NEW YORK — Despite Wal-Mart Stores Inc.’s stagnant stock price over the last five years, investment analysts say now is the time to snap up its shares as several positive catalysts stand to push the stock upward.

After enjoying a solid run-up from 1997 to 1999 — hitting an all-time closing high of $69.44 on Dec. 27, 1999 — the stock’s 200-day moving average has remained “range bound,” hovering between $50 to $60 during the past five years.

The shares closed 2004 essentially flat, and at around $53, the stock is currently down about 3 percent relative to the S&P 500.

It’s not surprising 2004 was a flat year for Wal-Mart’s stock: the retail environment was not overly favorable for the deep discounters. For Wal-Mart, double-digit, year-over-year increases in gas prices crimped spending on the firm’s core, low-income consumer. Those shoppers also may have been drawn toward dollar stores, or to Target Corp.’s increasingly competitive prices, analysts have said.

In addition, community protests against the opening of new supercenters as well as sexual discrimination and labor-related lawsuits continue to affect  the retailer’s reputation.

But analysts speculate that the renewed focus on apparel by Wal-Mart as well as international expansion opportunities could trigger profit growth in 2005, which could energize the retailer’s stock price.

Wal-Mart did not return calls seeking comment.

Ulysses Yannas, an analyst at Buckman Buckman & Reid, said the retailer has “reemphasized profits, and we can see that in the way they went through the process of Thanksgiving [by not initially cutting prices].”

Meanwhile, as the intense success of high-end retailers pushed luxury retail stocks into lofty territory — with the share price of Nordstrom Inc., for example, having risen 150 percent in the last two years — stocks such as Wal-Mart have become undervalued relative to the rest of the industry, experts said.

So analysts think the stock is due to see decent gains, especially since luxury stocks are projected to top out this year. Twelve-month target prices for Wal-Mart shares range from around $65 to $70.

“Over the next year, [Wal-Mart shares have] a very good chance of outperforming the S&P 500,” predicted Chris Graja, securities analyst at Argus Research, who has a “buy” investment rating on the stock.Paul Nolte, director of investments at Hinsdale Associates, said Wal-Mart’s stock “is the cheapest it’s been now since 1998,” currently trading at about 19.7 times expected fiscal 2004 earnings of $2.40 a share, according to Thomson First Call. That’s down significantly from the roughly 50 times earnings the stock saw in the late-Nineties bubble era.

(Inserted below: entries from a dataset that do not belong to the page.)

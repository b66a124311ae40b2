//! A small methods-and-parameter-passing practice set.
//!
//! Each [`Problem`] carries a reference solution, a list of edge cases and a
//! seeded generator. Two submissions are bundled for demonstration: a correct
//! one and one with a typical mistake per problem.

use crate::config::HarnessConfig;
use crate::error::HarnessResult;
use crate::harness::{Generator, MethodTest};
use crate::member::{Access, Fault, Member, MemberTable};
use crate::signature::{Signature, TypeDescriptor};
use crate::value::Value;
use rand::rngs::StdRng;
use rand::{Rng, SeedableRng};

/// Name of the train problem.
pub const SOLVE_TRAIN_PROBLEM: &str = "solveTrainProblem";
/// Name of the multiple problem.
pub const IS_MULTIPLE: &str = "isMultiple";
/// Name of the hailstone count problem.
pub const COLLATZ_COUNT: &str = "collatzCount";
/// Name of the hailstone comparison problem.
pub const COLLATZ_EQUALS: &str = "collatzEquals";

/// A practice problem: reference solution plus its test inputs.
pub struct Problem {
    /// Reference implementation.
    pub reference: Member,
    /// Fixed inputs checked on every run.
    pub edge_cases: Vec<Vec<Value>>,
    /// Random input source.
    pub make_generator: fn(StdRng) -> Generator,
}

impl Problem {
    /// Name of the method under test.
    pub fn name(&self) -> &str {
        self.reference.name()
    }

    /// Build a [`MethodTest`] of this problem against `submission`.
    pub fn method_test(
        &self,
        submission: &MemberTable,
        rounds: usize,
        seed: u64,
        config: HarnessConfig,
    ) -> HarnessResult<MethodTest> {
        let rng = StdRng::seed_from_u64(seed);
        MethodTest::with_config(
            self.reference.clone(),
            submission,
            Some(self.edge_cases.clone()),
            Some((self.make_generator)(rng)),
            Some(rounds),
            config,
        )
    }
}

/// All problems, in the order they are assigned.
pub fn problems() -> Vec<Problem> {
    vec![
        Problem {
            reference: Member::new(train_signature(SOLVE_TRAIN_PROBLEM), |args| {
                let (east, west, distance) = three_doubles(args)?;
                Ok(Value::Double(solve_train_problem(east, west, distance)))
            })
            .with_access(Access::Private),
            edge_cases: vec![
                doubles(&[0.0, 0.0, 0.0]),
                doubles(&[-100.0, 100.0, 0.3]),
            ],
            make_generator: train_generator,
        },
        Problem {
            reference: Member::new(pair_signature(IS_MULTIPLE, TypeDescriptor::boolean()), |args| {
                let (a, b) = two_ints(args)?;
                is_multiple(a, b).map(Value::Bool)
            })
            .with_access(Access::Private),
            edge_cases: vec![ints(&[10, 5]), ints(&[7, 3]), ints(&[0, 4]), ints(&[-6, 3])],
            make_generator: multiple_generator,
        },
        Problem {
            reference: Member::new(
                Signature::new(COLLATZ_COUNT, vec![TypeDescriptor::int()], TypeDescriptor::int()),
                |args| Ok(Value::Int(collatz_count(one_int(args)?))),
            )
            .with_access(Access::Private),
            edge_cases: vec![ints(&[0]), ints(&[1]), ints(&[27]), ints(&[-5])],
            make_generator: count_generator,
        },
        Problem {
            reference: Member::new(
                pair_signature(COLLATZ_EQUALS, TypeDescriptor::boolean()),
                |args| {
                    let (a, b) = two_ints(args)?;
                    Ok(Value::Bool(collatz_count(a) == collatz_count(b)))
                },
            )
            .with_access(Access::Private),
            edge_cases: vec![ints(&[1, 1]), ints(&[2, 3]), ints(&[5, 32]), ints(&[0, -3])],
            make_generator: equals_generator,
        },
    ]
}

/// A submission that solves every problem.
pub fn sample_submission() -> MemberTable {
    problems()
        .into_iter()
        .map(|p| p.reference.with_access(Access::Private))
        .collect()
}

/// A submission with one typical mistake per problem.
///
/// - `solveTrainProblem` forgets to convert hours to minutes.
/// - `isMultiple` takes `long` parameters.
/// - `collatzCount` loops forever on zero.
/// - `collatzEquals` is misspelled.
pub fn buggy_submission() -> MemberTable {
    MemberTable::new()
        .with(Member::new(train_signature(SOLVE_TRAIN_PROBLEM), |args| {
            let (east, west, distance) = three_doubles(args)?;
            Ok(Value::Double(distance / (east + west)))
        }))
        .with(Member::new(
            Signature::new(
                IS_MULTIPLE,
                vec![TypeDescriptor::long(), TypeDescriptor::long()],
                TypeDescriptor::boolean(),
            ),
            |_| Err(Fault::new("unreachable: wrong header")),
        ))
        .with(Member::new(
            Signature::new(COLLATZ_COUNT, vec![TypeDescriptor::int()], TypeDescriptor::int()),
            |args| {
                let mut input = one_int(args)?;
                if input < 0 {
                    return Ok(Value::Int(-1));
                }
                let mut count = 0;
                while input != 1 {
                    count += 1;
                    input = collatz_increment(input);
                }
                Ok(Value::Int(count))
            },
        ))
        .with(Member::new(
            pair_signature("collatzEqual", TypeDescriptor::boolean()),
            |args| {
                let (a, b) = two_ints(args)?;
                Ok(Value::Bool(collatz_count(a) == collatz_count(b)))
            },
        ))
}

/// Minutes until two trains heading toward each other meet.
pub fn solve_train_problem(east_speed: f64, west_speed: f64, distance: f64) -> f64 {
    let combined_speed = east_speed + west_speed;
    distance / combined_speed * 60.0
}

/// Whether `a` is a multiple of `b`. Fails on a zero divisor.
pub fn is_multiple(a: i32, b: i32) -> Result<bool, Fault> {
    if b == 0 {
        return Err(Fault::new("/ by zero"));
    }
    Ok(a.wrapping_rem(b) == 0)
}

/// Hailstone steps from `input` down to one, or -1 for inputs below one.
pub fn collatz_count(mut input: i32) -> i32 {
    if input < 1 {
        return -1;
    }
    let mut count = 0;
    while input > 1 {
        count += 1;
        input = collatz_increment(input);
    }
    count
}

fn collatz_increment(n: i32) -> i32 {
    if n % 2 == 0 {
        n / 2
    } else {
        n.wrapping_mul(3).wrapping_add(1)
    }
}

fn train_signature(name: &str) -> Signature {
    Signature::new(
        name,
        vec![TypeDescriptor::double(); 3],
        TypeDescriptor::double(),
    )
}

fn pair_signature(name: &str, returns: TypeDescriptor) -> Signature {
    Signature::new(name, vec![TypeDescriptor::int(); 2], returns)
}

fn ints(values: &[i32]) -> Vec<Value> {
    values.iter().map(|v| Value::Int(*v)).collect()
}

fn doubles(values: &[f64]) -> Vec<Value> {
    values.iter().map(|v| Value::Double(*v)).collect()
}

fn arg<T>(args: &[Value], index: usize, get: fn(&Value) -> Option<T>) -> Result<T, Fault> {
    args.get(index)
        .and_then(get)
        .ok_or_else(|| Fault::new(format!("argument {} has the wrong type", index)))
}

fn one_int(args: &[Value]) -> Result<i32, Fault> {
    arg(args, 0, Value::as_int)
}

fn two_ints(args: &[Value]) -> Result<(i32, i32), Fault> {
    Ok((arg(args, 0, Value::as_int)?, arg(args, 1, Value::as_int)?))
}

fn three_doubles(args: &[Value]) -> Result<(f64, f64, f64), Fault> {
    Ok((
        arg(args, 0, Value::as_double)?,
        arg(args, 1, Value::as_double)?,
        arg(args, 2, Value::as_double)?,
    ))
}

fn train_generator(mut rng: StdRng) -> Generator {
    Box::new(move || {
        (0..3)
            .map(|_| Value::Double(rng.gen::<f64>() * f64::from(rng.gen_range(0..100i32))))
            .collect()
    })
}

fn multiple_generator(mut rng: StdRng) -> Generator {
    Box::new(move || ints(&[rng.gen_range(-100..=100), rng.gen_range(1..=20)]))
}

fn count_generator(mut rng: StdRng) -> Generator {
    Box::new(move || ints(&[rng.gen_range(-10..=1000)]))
}

fn equals_generator(mut rng: StdRng) -> Generator {
    Box::new(move || ints(&[rng.gen_range(1..=500), rng.gen_range(1..=500)]))
}

#[cfg(test)]
mod tests {
    use super::*;
    use crate::signature::validate_test_case;

    #[test]
    fn test_reference_solutions() {
        assert_eq!(solve_train_problem(30.0, 30.0, 60.0), 60.0);
        assert_eq!(is_multiple(10, 5), Ok(true));
        assert_eq!(is_multiple(7, 3), Ok(false));
        assert!(is_multiple(1, 0).is_err());
        assert_eq!(is_multiple(i32::MIN, -1), Ok(true));
        assert_eq!(collatz_count(1), 0);
        assert_eq!(collatz_count(27), 111);
        assert_eq!(collatz_count(0), -1);
    }

    #[test]
    fn test_generators_fit_signatures() {
        for problem in problems() {
            let mut generator = (problem.make_generator)(StdRng::seed_from_u64(7));
            for _ in 0..20 {
                let case = generator();
                assert!(
                    validate_test_case(&case, problem.reference.signature()).is_ok(),
                    "{} generated {:?}",
                    problem.name(),
                    case
                );
            }
        }
    }

    #[test]
    fn test_generators_are_deterministic() {
        for problem in problems() {
            let mut a = (problem.make_generator)(StdRng::seed_from_u64(42));
            let mut b = (problem.make_generator)(StdRng::seed_from_u64(42));
            assert_eq!(a(), b());
        }
    }

    #[test]
    fn test_edge_cases_fit_signatures() {
        for problem in problems() {
            for case in &problem.edge_cases {
                assert!(validate_test_case(case, problem.reference.signature()).is_ok());
            }
        }
    }

    #[test]
    fn test_sample_submission_passes() {
        let submission = sample_submission();
        for problem in problems() {
            let mut test = problem
                .method_test(&submission, 5, 1, HarnessConfig::standard())
                .unwrap();
            let results = test.run_all_tests_then_end().unwrap();
            assert!(
                results.iter().all(|r| r.is_success()),
                "{}: {:?}",
                problem.name(),
                results
            );
        }
    }
}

Apparel is one key area that analysts expect will help fuel profit growth. Moody’s Investors Service estimates annual apparel revenues to be $33 billion at Wal-Mart. That would make up 8.7 percent of analysts’ total revenue expectation of $287.5 billion in fiscal 2004.

Deborah Weinswig, managing director of U.S. equity research at Citigroup Smith Barney, said Wal-Mart gradually improved the quality of its grocery products, thus attracting higher-income shoppers. As a result, Weinswig, who also rates Wal-Mart stock a “buy,” said, “They can do the same with apparel.”

International expansion in China is another way Wal-Mart can boost profits and please investors. Wal-Mart International plans to open 155 to 165 units in existing markets in fiscal 2005.

Of course with the stock market, nothing is a given and bulls can often turn bearish on a sector, or even on a particular stock. Hinsdale Associates’ Nolte recommends playing Wal-Mart’s stock as “a pure hedge.”

“The problem you have with Wal-Mart is the size. How big is this company going to be able to grow?” Nolte said. “If it does break out of its trading range and gets into the mid-$60 to mid-$70 over the next two to three years, that would be evidence of the success of international growth.”